[Stored items]
===

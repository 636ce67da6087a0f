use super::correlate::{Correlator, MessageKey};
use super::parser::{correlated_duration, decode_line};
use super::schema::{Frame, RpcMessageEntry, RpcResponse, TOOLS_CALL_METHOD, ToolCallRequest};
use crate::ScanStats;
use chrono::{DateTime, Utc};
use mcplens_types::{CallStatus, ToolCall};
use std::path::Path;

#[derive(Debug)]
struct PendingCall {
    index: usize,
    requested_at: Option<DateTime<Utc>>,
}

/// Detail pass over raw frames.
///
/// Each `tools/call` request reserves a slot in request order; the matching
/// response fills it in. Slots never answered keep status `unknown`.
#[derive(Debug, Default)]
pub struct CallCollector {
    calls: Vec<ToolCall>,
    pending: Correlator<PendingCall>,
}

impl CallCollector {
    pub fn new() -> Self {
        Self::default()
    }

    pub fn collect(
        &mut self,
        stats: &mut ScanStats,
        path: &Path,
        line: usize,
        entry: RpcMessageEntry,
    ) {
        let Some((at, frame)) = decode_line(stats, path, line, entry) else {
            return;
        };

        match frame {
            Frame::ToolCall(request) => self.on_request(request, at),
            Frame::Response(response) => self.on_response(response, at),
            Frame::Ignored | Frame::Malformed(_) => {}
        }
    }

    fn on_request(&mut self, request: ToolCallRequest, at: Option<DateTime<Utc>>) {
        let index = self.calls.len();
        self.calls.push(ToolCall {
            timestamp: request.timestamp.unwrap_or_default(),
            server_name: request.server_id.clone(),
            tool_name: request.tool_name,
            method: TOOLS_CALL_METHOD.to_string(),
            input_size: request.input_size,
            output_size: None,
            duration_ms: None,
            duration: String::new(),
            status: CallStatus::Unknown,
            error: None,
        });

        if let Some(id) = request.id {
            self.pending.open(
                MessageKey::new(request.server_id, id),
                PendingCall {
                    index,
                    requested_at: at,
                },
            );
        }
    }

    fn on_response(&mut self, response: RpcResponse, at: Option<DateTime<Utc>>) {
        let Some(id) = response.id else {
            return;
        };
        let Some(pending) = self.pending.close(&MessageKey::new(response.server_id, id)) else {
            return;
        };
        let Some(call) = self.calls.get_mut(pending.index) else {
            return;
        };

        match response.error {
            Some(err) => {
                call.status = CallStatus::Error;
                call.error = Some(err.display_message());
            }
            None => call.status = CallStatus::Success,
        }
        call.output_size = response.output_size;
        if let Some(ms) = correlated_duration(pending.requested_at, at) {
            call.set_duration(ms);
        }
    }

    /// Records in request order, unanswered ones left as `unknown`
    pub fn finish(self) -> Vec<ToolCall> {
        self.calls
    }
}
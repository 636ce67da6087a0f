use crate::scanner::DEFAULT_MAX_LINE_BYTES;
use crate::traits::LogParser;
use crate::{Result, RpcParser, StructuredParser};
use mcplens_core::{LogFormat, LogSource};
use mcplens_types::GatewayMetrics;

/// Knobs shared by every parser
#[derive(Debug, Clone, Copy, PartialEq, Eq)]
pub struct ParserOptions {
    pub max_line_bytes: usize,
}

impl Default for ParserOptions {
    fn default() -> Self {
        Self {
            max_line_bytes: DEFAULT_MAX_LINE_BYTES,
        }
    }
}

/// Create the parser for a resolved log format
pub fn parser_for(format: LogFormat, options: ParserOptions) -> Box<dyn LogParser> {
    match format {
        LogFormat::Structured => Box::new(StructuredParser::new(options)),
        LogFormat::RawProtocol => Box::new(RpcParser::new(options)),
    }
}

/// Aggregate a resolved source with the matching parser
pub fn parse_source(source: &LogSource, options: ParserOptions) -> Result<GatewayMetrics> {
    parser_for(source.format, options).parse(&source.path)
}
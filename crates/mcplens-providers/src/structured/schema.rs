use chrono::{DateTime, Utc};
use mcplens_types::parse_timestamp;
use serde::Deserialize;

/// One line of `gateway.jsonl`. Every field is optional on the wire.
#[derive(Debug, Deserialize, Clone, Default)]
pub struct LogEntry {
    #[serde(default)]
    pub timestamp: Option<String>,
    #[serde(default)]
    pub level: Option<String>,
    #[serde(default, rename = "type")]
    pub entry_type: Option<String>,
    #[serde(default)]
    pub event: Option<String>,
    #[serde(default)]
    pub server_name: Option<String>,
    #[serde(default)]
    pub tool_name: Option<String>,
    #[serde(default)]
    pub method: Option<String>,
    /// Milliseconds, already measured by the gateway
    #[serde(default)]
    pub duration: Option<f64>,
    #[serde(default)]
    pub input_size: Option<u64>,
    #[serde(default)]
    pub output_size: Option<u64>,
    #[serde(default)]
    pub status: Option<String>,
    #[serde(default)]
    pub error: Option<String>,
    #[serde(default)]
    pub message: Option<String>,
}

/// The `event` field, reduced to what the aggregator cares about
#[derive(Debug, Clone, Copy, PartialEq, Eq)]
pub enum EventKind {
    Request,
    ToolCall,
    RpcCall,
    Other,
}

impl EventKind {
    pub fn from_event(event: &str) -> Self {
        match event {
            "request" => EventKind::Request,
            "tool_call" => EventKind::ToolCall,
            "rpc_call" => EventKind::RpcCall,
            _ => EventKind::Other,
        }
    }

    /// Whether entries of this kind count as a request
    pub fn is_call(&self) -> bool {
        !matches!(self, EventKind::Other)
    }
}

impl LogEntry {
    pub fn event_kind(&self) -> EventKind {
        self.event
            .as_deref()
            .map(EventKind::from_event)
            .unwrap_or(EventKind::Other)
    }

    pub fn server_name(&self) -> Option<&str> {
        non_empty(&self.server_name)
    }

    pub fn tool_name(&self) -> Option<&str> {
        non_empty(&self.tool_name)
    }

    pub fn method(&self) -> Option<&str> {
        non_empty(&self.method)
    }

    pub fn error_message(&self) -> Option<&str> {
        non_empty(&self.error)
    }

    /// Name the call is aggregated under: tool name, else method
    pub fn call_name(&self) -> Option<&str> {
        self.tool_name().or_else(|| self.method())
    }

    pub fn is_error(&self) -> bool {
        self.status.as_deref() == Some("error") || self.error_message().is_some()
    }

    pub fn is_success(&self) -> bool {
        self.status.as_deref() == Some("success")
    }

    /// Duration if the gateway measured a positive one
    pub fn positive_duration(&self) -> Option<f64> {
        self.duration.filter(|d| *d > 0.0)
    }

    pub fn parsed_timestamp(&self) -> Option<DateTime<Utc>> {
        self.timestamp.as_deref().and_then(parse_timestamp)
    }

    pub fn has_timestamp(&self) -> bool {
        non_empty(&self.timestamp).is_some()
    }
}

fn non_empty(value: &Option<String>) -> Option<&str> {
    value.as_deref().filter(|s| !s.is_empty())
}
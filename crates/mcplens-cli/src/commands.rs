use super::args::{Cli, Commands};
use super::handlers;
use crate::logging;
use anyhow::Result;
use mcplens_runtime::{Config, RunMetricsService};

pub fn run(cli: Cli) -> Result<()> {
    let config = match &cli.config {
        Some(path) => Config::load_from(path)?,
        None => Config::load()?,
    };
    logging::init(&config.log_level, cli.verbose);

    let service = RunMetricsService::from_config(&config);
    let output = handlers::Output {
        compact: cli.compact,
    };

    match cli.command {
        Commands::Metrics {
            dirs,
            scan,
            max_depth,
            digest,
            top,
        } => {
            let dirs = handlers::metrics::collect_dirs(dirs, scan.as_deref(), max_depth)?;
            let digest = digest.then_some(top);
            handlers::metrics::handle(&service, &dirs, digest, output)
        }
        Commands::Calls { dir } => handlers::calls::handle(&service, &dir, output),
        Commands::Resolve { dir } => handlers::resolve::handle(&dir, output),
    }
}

===

Output these and nothing else: the lines from the one holding "filename crates/mcplens-cli/src/commands.rs" through the final line of the entries above, exactly as they appear.

(Output for this task):
filename crates/mcplens-cli/src/commands.rs
use super::args::{Cli, Commands};
use super::handlers;
use crate::logging;
use anyhow::Result;
use mcplens_runtime::{Config, RunMetricsService};

pub fn run(cli: Cli) -> Result<()> {
    let config = match &cli.config {
        Some(path) => Config::load_from(path)?,
        None => Config::load()?,
    };
    logging::init(&config.log_level, cli.verbose);

    let service = RunMetricsService::from_config(&config);
    let output = handlers::Output {
        compact: cli.compact,
    };

    match cli.command {
        Commands::Metrics {
            dirs,
            scan,
            max_depth,
            digest,
            top,
        } => {
            let dirs = handlers::metrics::collect_dirs(dirs, scan.as_deref(), max_depth)?;
            let digest = digest.then_some(top);
            handlers::metrics::handle(&service, &dirs, digest, output)
        }
        Commands::Calls { dir } => handlers::calls::handle(&service, &dir, output),
        Commands::Resolve { dir } => handlers::resolve::handle(&dir, output),
    }
}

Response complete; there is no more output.